*Your assignment*. Which lines of the records below contain the string "impl"? Report each of them.
***** Given data
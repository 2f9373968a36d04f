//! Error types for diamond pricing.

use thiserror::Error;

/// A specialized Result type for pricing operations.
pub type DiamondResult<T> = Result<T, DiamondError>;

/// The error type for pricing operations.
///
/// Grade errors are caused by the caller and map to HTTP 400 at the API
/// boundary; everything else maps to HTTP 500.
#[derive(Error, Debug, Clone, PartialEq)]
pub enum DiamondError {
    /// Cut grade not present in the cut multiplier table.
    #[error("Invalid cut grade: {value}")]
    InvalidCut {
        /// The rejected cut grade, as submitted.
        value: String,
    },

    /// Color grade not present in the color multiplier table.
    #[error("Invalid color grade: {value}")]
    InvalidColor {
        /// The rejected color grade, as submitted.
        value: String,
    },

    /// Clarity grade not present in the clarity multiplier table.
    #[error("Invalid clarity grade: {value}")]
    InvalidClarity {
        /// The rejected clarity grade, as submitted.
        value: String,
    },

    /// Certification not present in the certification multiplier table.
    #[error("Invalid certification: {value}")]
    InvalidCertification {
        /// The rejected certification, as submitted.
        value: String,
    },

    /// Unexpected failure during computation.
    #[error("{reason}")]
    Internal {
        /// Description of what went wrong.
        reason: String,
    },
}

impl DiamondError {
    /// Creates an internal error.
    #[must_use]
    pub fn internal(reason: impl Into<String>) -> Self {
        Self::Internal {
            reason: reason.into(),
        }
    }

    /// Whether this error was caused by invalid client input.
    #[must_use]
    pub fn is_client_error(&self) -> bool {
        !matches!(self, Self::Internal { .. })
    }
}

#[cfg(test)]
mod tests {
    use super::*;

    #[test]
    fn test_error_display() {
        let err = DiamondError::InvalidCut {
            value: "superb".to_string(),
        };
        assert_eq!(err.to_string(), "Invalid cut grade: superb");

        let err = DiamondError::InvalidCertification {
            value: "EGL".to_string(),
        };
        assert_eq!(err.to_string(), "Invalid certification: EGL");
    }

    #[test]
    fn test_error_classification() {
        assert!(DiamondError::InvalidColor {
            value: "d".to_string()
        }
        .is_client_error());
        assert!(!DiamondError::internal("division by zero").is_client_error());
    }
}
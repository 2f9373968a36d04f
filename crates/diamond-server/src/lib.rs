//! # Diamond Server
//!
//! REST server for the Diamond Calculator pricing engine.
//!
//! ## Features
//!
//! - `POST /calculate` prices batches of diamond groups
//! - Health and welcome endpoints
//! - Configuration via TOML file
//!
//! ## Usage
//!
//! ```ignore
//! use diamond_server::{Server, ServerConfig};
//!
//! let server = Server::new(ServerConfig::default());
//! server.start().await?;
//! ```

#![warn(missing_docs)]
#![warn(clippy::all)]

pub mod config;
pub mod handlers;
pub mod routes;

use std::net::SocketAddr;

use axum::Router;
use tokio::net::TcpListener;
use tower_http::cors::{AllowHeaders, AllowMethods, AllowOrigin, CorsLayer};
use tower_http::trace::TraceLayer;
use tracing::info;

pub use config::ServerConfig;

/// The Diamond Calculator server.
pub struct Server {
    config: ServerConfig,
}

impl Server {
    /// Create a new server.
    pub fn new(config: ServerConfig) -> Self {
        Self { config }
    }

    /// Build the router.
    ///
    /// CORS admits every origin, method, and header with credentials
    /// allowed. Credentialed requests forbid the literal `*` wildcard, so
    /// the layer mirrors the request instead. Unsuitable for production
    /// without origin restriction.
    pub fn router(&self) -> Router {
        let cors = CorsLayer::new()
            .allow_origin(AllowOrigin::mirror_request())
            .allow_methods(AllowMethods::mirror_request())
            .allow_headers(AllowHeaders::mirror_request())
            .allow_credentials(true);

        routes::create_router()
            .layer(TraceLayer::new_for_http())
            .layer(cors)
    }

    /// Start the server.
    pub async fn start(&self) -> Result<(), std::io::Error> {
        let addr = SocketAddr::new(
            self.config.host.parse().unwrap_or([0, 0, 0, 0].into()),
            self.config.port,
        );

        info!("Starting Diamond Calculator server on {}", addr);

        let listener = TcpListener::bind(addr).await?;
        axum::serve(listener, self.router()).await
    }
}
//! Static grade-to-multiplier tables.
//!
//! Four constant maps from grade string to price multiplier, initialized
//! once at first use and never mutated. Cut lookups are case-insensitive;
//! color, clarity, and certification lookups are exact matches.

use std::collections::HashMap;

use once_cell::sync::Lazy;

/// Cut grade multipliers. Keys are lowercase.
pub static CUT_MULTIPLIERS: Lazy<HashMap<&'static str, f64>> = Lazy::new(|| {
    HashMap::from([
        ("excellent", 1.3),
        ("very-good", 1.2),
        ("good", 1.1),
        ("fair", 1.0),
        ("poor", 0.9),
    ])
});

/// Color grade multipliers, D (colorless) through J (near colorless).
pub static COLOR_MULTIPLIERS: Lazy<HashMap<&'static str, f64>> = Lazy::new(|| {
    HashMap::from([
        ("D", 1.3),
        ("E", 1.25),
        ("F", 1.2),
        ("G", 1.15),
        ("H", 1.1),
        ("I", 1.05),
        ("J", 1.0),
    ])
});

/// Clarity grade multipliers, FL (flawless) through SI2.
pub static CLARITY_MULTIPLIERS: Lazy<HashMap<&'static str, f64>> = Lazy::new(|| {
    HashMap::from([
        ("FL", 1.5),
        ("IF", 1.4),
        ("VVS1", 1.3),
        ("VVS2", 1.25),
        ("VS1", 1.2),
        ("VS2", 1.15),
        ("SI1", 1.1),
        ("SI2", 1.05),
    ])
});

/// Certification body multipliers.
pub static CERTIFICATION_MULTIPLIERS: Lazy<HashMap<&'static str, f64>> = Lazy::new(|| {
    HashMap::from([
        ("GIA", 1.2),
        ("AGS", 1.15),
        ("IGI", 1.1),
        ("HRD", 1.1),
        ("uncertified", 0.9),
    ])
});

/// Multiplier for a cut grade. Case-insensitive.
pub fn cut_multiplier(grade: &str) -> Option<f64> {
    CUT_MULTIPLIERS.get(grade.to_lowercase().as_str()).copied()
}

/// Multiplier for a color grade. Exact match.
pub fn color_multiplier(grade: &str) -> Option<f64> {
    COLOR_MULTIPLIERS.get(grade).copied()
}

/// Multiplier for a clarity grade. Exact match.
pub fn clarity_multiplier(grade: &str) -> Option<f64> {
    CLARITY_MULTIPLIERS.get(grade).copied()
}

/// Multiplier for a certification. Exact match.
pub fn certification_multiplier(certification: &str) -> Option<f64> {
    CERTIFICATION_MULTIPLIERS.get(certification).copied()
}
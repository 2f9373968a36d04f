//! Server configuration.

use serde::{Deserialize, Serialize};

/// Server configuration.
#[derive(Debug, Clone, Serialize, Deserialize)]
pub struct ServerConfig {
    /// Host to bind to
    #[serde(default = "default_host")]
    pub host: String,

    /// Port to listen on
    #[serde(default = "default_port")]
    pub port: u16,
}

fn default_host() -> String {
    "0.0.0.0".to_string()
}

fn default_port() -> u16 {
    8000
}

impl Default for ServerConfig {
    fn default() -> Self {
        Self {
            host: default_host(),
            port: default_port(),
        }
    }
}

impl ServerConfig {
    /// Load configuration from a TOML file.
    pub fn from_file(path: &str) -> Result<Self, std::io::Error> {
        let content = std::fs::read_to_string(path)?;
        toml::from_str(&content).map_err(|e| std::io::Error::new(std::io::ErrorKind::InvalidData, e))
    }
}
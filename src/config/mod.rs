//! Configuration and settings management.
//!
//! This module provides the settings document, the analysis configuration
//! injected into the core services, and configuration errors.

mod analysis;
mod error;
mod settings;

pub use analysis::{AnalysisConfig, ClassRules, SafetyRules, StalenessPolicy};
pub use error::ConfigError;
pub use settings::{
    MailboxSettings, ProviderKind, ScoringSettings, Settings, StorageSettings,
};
**********
***** Given data
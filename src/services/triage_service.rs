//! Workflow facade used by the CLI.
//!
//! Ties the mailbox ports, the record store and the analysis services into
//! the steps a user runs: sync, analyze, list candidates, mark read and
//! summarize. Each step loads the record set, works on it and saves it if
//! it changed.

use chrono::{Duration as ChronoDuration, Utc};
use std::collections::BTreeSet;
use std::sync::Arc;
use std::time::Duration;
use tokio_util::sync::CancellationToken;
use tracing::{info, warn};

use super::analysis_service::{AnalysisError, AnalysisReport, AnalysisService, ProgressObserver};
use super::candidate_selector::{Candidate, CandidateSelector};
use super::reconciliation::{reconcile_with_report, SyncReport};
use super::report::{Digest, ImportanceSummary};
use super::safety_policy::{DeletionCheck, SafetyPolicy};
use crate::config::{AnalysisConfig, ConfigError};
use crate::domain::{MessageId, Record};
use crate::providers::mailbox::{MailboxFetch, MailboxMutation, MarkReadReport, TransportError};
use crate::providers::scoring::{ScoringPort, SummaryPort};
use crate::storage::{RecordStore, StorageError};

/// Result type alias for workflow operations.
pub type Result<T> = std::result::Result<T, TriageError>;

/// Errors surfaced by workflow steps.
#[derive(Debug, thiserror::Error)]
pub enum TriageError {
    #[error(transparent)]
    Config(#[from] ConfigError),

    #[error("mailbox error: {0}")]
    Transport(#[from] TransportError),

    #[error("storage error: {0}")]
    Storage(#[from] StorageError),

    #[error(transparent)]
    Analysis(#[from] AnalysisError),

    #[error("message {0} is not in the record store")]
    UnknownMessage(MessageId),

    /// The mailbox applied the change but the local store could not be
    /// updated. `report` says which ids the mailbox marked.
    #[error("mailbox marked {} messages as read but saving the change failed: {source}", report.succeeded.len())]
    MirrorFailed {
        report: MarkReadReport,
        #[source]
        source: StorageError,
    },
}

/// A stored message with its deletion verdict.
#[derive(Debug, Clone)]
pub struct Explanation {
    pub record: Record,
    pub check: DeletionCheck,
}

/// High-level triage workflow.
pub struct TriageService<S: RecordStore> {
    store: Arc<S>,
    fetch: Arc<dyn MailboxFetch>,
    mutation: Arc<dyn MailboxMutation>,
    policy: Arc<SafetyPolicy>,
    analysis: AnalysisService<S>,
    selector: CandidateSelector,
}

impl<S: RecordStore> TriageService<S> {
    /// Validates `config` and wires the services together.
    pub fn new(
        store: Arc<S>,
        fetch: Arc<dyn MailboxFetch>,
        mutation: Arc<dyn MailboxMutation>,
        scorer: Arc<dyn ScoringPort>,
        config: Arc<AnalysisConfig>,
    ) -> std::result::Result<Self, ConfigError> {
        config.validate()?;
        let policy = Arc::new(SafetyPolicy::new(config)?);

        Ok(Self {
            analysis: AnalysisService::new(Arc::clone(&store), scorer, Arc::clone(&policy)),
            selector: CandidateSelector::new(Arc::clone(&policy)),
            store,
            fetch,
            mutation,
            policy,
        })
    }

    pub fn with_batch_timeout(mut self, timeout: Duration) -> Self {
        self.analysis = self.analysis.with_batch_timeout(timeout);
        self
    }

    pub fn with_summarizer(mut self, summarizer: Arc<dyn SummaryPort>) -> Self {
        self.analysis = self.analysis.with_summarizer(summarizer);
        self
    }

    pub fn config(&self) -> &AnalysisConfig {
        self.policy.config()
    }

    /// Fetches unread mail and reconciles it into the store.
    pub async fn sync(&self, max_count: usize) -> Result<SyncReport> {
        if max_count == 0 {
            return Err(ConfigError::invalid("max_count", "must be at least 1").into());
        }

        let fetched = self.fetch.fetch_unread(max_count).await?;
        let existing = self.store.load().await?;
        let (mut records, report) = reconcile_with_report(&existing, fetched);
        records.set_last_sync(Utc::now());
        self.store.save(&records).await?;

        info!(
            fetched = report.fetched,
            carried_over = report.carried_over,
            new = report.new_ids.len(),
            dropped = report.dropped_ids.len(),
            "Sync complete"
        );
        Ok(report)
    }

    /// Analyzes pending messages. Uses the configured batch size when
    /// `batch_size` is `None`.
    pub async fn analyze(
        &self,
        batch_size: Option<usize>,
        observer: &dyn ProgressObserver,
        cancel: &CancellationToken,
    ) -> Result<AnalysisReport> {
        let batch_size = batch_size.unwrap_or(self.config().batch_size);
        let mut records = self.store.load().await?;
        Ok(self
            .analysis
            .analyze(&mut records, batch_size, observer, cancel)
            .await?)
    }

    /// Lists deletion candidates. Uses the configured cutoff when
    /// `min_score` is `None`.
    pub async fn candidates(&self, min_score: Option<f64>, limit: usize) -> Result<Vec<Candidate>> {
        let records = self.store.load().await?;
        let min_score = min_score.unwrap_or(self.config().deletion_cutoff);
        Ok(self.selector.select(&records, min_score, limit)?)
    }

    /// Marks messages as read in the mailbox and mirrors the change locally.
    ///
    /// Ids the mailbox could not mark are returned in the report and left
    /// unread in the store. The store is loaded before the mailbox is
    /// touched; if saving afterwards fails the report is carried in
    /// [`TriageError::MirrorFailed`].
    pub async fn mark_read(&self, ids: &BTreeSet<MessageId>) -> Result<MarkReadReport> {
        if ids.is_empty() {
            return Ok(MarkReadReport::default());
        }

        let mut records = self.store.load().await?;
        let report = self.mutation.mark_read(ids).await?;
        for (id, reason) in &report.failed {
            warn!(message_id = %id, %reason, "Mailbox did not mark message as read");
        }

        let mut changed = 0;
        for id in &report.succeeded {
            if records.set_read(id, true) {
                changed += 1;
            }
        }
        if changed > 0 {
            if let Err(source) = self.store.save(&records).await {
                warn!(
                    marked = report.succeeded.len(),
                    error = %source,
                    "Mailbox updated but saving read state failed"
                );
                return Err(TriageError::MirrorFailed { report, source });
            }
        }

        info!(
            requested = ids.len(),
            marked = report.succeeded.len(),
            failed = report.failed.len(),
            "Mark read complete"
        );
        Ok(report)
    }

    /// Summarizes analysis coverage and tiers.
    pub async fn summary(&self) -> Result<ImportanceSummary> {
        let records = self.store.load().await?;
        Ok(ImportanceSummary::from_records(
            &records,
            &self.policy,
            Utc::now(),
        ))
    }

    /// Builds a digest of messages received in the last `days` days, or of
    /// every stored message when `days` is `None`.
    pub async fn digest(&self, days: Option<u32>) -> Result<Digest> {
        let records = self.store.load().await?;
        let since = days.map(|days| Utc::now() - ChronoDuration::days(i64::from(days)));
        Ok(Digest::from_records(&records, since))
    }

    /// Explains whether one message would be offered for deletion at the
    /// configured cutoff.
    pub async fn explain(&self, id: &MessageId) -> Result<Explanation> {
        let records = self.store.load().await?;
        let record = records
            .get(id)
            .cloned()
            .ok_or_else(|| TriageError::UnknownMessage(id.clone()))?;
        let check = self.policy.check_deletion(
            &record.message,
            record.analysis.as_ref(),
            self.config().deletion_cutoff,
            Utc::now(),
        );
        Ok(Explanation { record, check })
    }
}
**********
*Answer to this exercise*.
impl DiamondError {
    pub fn internal(reason: impl Into<String>) -> Self {
impl Server {
impl Default for ServerConfig {
impl ServerConfig {
impl<S: RecordStore> TriageService<S> {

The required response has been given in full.